Tuesday, November 20, 2007

SHOCK JOCKS & FREEDOM OF SPEECH


Shock Jock, Don Imus is back on radio, December 3. Hurray for the freedom of speech victory!

Not.

In the 1st Amendment to the Constitution, we citizens gave ourselves one of our most valued rights, freedom to speak our thoughts as individual persons and to assemble and speak out corporately. That amendment also gives us the freedom to speak religious thoughts and to commit our thoughts to more permanent and public written forms.

Very often, those who push hard at the envelope of socially acceptable speech appeal to their rights based on this amendment. But envelope pushers such as raunch radio icons like Don Imus, pop musicians broadcasting vulgar and demeaning lyrics, or, for that matter, anyone spitting insulting and injurious words, are lousy free speech role models.

Sure the 1st amendment protects that kind of speech, just as it does the increasingly foul speech that infects so much of our daily conversation, even with children. But just as surely, refusing to self-censure the thoughts and ideas that enter our heads smothers the more important aspect of this amendment; the freedom to wisely govern ones own speech.

Freedom of speech is not only the freedom to choose what we will say, but also the freedom to choose what we will not say.

You’d think we would instinctively catch this as we grow into adulthood. It’s small children who indiscriminately blurt out whatever enters their little heads. That’s why kids say the darnedest things.
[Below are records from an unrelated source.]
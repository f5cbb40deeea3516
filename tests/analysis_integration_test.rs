use record_profiler::{analyze, list_properties, AnalysisOutcome, TypeTag};
use serde_json::{json, Value};
use std::collections::BTreeSet;

#[test]
fn test_property_set_is_first_appearance_union_of_object_records() {
    let input = json!([
        { "id": 1, "name": "first" },
        "scalar in between",
        { "name": "second", "score": 9.5 },
        null,
        { "id": 2, "tags": ["a"] }
    ]);

    let result = analyze(Some(&input));

    assert_eq!(result.length, 5);
    assert_eq!(result.properties, vec!["id", "name", "score", "tags"]);
    assert_eq!(result.properties, list_properties(Some(&input)));
}

#[test]
fn test_property_types_collect_every_observed_tag() {
    let input = json!([
        { "value": "text" },
        { "value": 12 },
        { "value": true },
        { "value": null }
    ]);

    let result = analyze(Some(&input));

    assert_eq!(
        result.property_types["value"],
        BTreeSet::from([
            TypeTag::String,
            TypeTag::Number,
            TypeTag::Boolean,
            TypeTag::Null
        ])
    );
    assert_eq!(result.sample_values["value"], json!("text"));
}

#[test]
fn test_degenerate_inputs_produce_structured_outcomes() {
    let null_result = analyze(None);
    assert!(matches!(
        null_result.outcome,
        Some(AnalysisOutcome::Error(_))
    ));
    assert_eq!(null_result.length, 0);

    let scalar = json!(42);
    let scalar_result = analyze(Some(&scalar));
    assert!(matches!(
        scalar_result.outcome,
        Some(AnalysisOutcome::Error(_))
    ));
    assert_eq!(scalar_result.actual_value, Some(scalar));
    assert_eq!(scalar_result.input_kind, "number");

    let empty_result = analyze(Some(&json!([])));
    assert!(matches!(empty_result.outcome, Some(AnalysisOutcome::Note(_))));
}

#[test]
fn test_analysis_is_deterministic_for_identical_input_order() {
    let input = json!([
        { "z": 1, "a": 2 },
        { "m": 3 }
    ]);

    let first = analyze(Some(&input));
    let second = analyze(Some(&input));

    assert_eq!(first, second);
}

#[test]
fn test_analysis_serialization_uses_spec_field_names() {
    let input = json!([{ "contentId": "content-123", "count": 1 }]);

    let serialized = serde_json::to_value(analyze(Some(&input))).unwrap();

    assert_eq!(serialized["isArray"], json!(true));
    assert_eq!(serialized["inputKind"], json!("array"));
    assert_eq!(serialized["propertyTypes"]["contentId"], json!(["string"]));
    assert_eq!(serialized["sampleValues"]["count"], json!(1));
    // No outcome key for a healthy input.
    assert!(serialized.get("outcome").is_none());
    assert!(serialized.get("actualValue").is_none());
}

#[test]
fn test_top_level_keys_only_no_recursive_traversal() {
    let input = json!([
        { "outer": { "inner": 1, "deep": { "deeper": 2 } } }
    ]);

    let result = analyze(Some(&input));

    assert_eq!(result.properties, vec!["outer"]);
    assert!(!result.property_types.contains_key("inner"));
    assert_eq!(
        result.property_types["outer"],
        BTreeSet::from([TypeTag::Object])
    );
}

#[test]
fn test_analysis_result_round_trips_through_json() {
    let input = json!([{ "a": 1, "b": "x" }, { "a": null }]);
    let result = analyze(Some(&input));

    let serialized = serde_json::to_string(&result).unwrap();
    let restored: record_profiler::AnalysisResult = serde_json::from_str(&serialized).unwrap();

    assert_eq!(restored, result);
}

#[test]
fn test_list_properties_ignores_non_object_items() {
    let input: Value = json!([1, "two", [3], { "only": true }]);

    assert_eq!(list_properties(Some(&input)), vec!["only"]);
}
And the most embarrassing things! But somewhere in the evolution of our culture, we seem to have lost the ability to develop the filter gizmo that is supposed to grow somewhere between our brains and our mouths.

Our generation seems to have left behind the advice of Abraham Lincoln. He said, “Better to remain silent and be thought a fool than to speak out and remove all doubt.” The more we speak and publicly record whatever dribbles into our minds, the more foolish we have become.
Our lopsided focus on free speech as saying everything we *@#&@ well please, sets us on course to growing legal restrictions on speech. And of necessity such rules are vague and consequently dangerous.

The danger begins innocently enough. In the process of redressing rigid and sometimes silly self and social censorship in our Victorian past, instead of recalibrating our internal filters, we gradually allowed them to decay until they became completely useless. So we not only give ourselves the freedom to openly discuss the facts of sexuality but ended up hip hopping about “doin” the “hos” or degrading a women’s basketball team as a bunch of the same.

Our insistence that free speech gives us the right to not filter our thoughts, poisons every sphere of culture. We don’t just debate political ideas, we demonize politician’s character. When another person inconveniences us, we feel obligated to generously offer a piece of our minds. Even in our religious institutions, though we use more pious words, we free ourselves to verbally cut and slice one another.

Writing about the Imus affair, Marc Fisher of the Washington Post, lamented, “In the end, it's all about public standards, and the fact is that we hardly have any anymore.”

Without giving adequate weight to free speech as freedom not to speak any and every thought, we resort to the legal authorities to protect those we perceive to be especially vulnerable to verbal brutishness. Thus the rise of hate speech regulations in universities and corporations around the country.

And with the advent of such language rules we wade into a dangerous legal quagmire sure to wreck much havoc on our 1st amendment rights. This is a cure worse than the disease. And an unnecessary one. That is, if the American people, said to be self governing, will in fact begin to govern their own speech, on their own.

It’s time to once again embrace the old truth, ‘everything entering the brain does not need to gush out the mouth.’ It’s time to reinsert the filters! We might begin with just a basic one. Nothing too complicated. Perhaps Model 429.

This model originates in ancient Christian spiritual wisdom, though any religious or irreligious person will find it useful. It’s found in the New Testament, Ephesians 4:29.

“Don’t use foul or abusive language. Let everything you say be good and helpful, so that your words will be an encouragement to those who hear them.”


Not a bad filtration system for the new Don Imus show.

Grammy winning rapper, Chamillionaire, discovered this ancient wisdom quite by accident. He’d decided to clean up his language but still reserved for himself the right to use the N-word insisting, "I've always used the N-word." That is, until one concert this past year when he noticed a mostly white audience lip-syncing his own word back to him! Something clicked.

"I was like, 'You know what? I'm not going to say the N-word on this one because when I go back on the road, and I start performing, I don't want them to be saying it, like me teaching them.'"

Would that all of us realize the negative force of our own freely chosen words and take at least one step toward freely limiting our words to the good and helpful ones.